Faculty of Health and Life Sciences

Dr Garry Codling

Dr Garry Codling

Senior Lecturer in Water Chemistry

 G.Codling@exeter.ac.uk

 5157

 CREWW Building 

Overview

Garry obtained his first degree in Biological Science (1999-2004) and his Masters in Applied Marine Science (2005-2006) at Plymouth University. He then went on to do a PhD (2007-2011) at the University of Lancaster on a project looking at the geochemical cycling or organic contaminants in cryospheric regions. The following four years (2011-2015) were spent at the Toxicology Center at the University of Saskatchewan in Canada, working on numerous projects including the Great Lakes Sediment Survey Project (GLSSP), Oil Sands Contaminant Monitoring in the Athabasca River system and multiple PFAS projects.

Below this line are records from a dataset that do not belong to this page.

/// Fatal pipeline errors. A breaking-change outcome is not represented here:
/// it is a complete `fail` decision with enumerated reasons, not an abort.
#[derive(thiserror::Error, Debug)]
pub enum GateError {
    #[error("upstream identity mismatch: {0}")]
    MismatchedUpstream(String),
    #[error("symbol extraction failed for '{path}': {reason}")]
    SymbolExtraction { path: String, reason: String },
    #[error("conflicting fingerprints for {0} across artifacts")]
    SymbolSetConflict(String),
    #[error("no baseline found for release tag: {0}")]
    MissingBaseline(String),
    #[error("baseline already exists for release tag: {0}")]
    DuplicateBaseline(String),
    #[error("concurrent baseline update detected for release tag: {0}")]
    ConcurrentUpdate(String),
}

impl GateError {
    /// Stable code carried in the `--json` error envelope.
    pub fn code(&self) -> &'static str {
        match self {
            GateError::MismatchedUpstream(_) => "MISMATCHED_UPSTREAM",
            GateError::SymbolExtraction { .. } => "EXTRACTION_FAILED",
            GateError::SymbolSetConflict(_) => "SYMBOL_SET_CONFLICT",
            GateError::MissingBaseline(_) => "MISSING_BASELINE",
            GateError::DuplicateBaseline(_) => "DUPLICATE_BASELINE",
            GateError::ConcurrentUpdate(_) => "CONCURRENT_UPDATE",
        }
    }
}
use crate::domain::models::{DiffResult, SymbolSet};

/// Identity-keyed diff of two symbol sets. The four output parts partition
/// the union of both inputs; `diff(a, b).added == diff(b, a).removed` holds
/// by construction. Fingerprints are compared literally: low confidence on
/// either side neither hides nor forces a change.
pub fn diff(baseline: &SymbolSet, current: &SymbolSet) -> DiffResult {
    let mut out = DiffResult::default();

    for symbol in current.iter() {
        match baseline.get(&symbol.identity()) {
            None => out.added.push(symbol.clone()),
            Some(old) if old.fingerprint == symbol.fingerprint => {
                out.unchanged.push(symbol.clone())
            }
            Some(old) => out.changed.push((old.clone(), symbol.clone())),
        }
    }

    for symbol in baseline.iter() {
        if current.get(&symbol.identity()).is_none() {
            out.removed.push(symbol.clone());
        }
    }

    out
}

#[cfg(test)]
mod tests {
    use super::*;
    use crate::domain::models::{Symbol, SymbolKind, Visibility};

    fn sym(name: &str, kind: SymbolKind, fingerprint: &str) -> Symbol {
        Symbol {
            name: name.to_string(),
            kind,
            visibility: Visibility::Public,
            fingerprint: fingerprint.to_string(),
            low_confidence: false,
            introduced_in: None,
        }
    }

    fn set(symbols: &[Symbol]) -> SymbolSet {
        SymbolSet::from_symbols(symbols).unwrap()
    }

    #[test]
    fn diff_against_self_is_all_unchanged() {
        let a = set(&[
            sym("lrtc_init", SymbolKind::Function, "f1"),
            sym("lrtc_version", SymbolKind::Data, "d1"),
        ]);
        let d = diff(&a, &a);
        assert!(d.added.is_empty());
        assert!(d.removed.is_empty());
        assert!(d.changed.is_empty());
        assert_eq!(d.unchanged.len(), 2);
    }

    #[test]
    fn added_and_removed_swap_under_argument_reversal() {
        let a = set(&[
            sym("lrtc_init", SymbolKind::Function, "f1"),
            sym("lrtc_old", SymbolKind::Function, "f2"),
        ]);
        let b = set(&[
            sym("lrtc_init", SymbolKind::Function, "f1"),
            sym("lrtc_new", SymbolKind::Function, "f3"),
        ]);
        let ab = diff(&a, &b);
        let ba = diff(&b, &a);
        assert_eq!(ab.added, ba.removed);
        assert_eq!(ab.removed, ba.added);
    }

    #[test]
    fn baseline_foo_bar_vs_current_foo_baz() {
        let baseline = set(&[
            sym("foo", SymbolKind::Function, "f"),
            sym("bar", SymbolKind::Data, "d"),
        ]);
        let current = set(&[
            sym("foo", SymbolKind::Function, "f"),
            sym("baz", SymbolKind::Function, "g"),
        ]);
        let d = diff(&baseline, &current);
        assert_eq!(d.added.len(), 1);
        assert_eq!(d.added[0].name, "baz");
        assert_eq!(d.removed.len(), 1);
        assert_eq!(d.removed[0].name, "bar");
        assert_eq!(d.unchanged.len(), 1);
        assert_eq!(d.unchanged[0].name, "foo");
        assert!(d.changed.is_empty());
    }

    #[test]
    fn same_identity_with_different_fingerprint_is_changed() {
        let baseline = set(&[sym("lrtc_version", SymbolKind::Data, "d1")]);
        let current = set(&[sym("lrtc_version", SymbolKind::Data, "d2")]);
        let d = diff(&baseline, &current);
        assert_eq!(d.changed.len(), 1);
        assert_eq!(d.changed[0].0.fingerprint, "d1");
        assert_eq!(d.changed[0].1.fingerprint, "d2");
        assert!(d.added.is_empty() && d.removed.is_empty() && d.unchanged.is_empty());
    }

    #[test]
    fn same_name_different_kind_is_not_the_same_identity() {
        let baseline = set(&[sym("lrtc_state", SymbolKind::Data, "d1")]);
        let current = set(&[sym("lrtc_state", SymbolKind::Function, "f1")]);
        let d = diff(&baseline, &current);
        assert_eq!(d.added.len(), 1);
        assert_eq!(d.removed.len(), 1);
        assert!(d.changed.is_empty());
    }
}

He then moved to RECETOX, at Masaryk University (2015-2022) where he worked on non-target analytical methods for a wide range of matrices including human biofluids, marine and terrestrial systems. He was appointed as a Senior Lecturer in 2023 at Exeter University where he teaches for Geography and Biosciences and does research on contaminants in freshwater systems with the Center for Resilience in Environment Water and Waste (CREWW). 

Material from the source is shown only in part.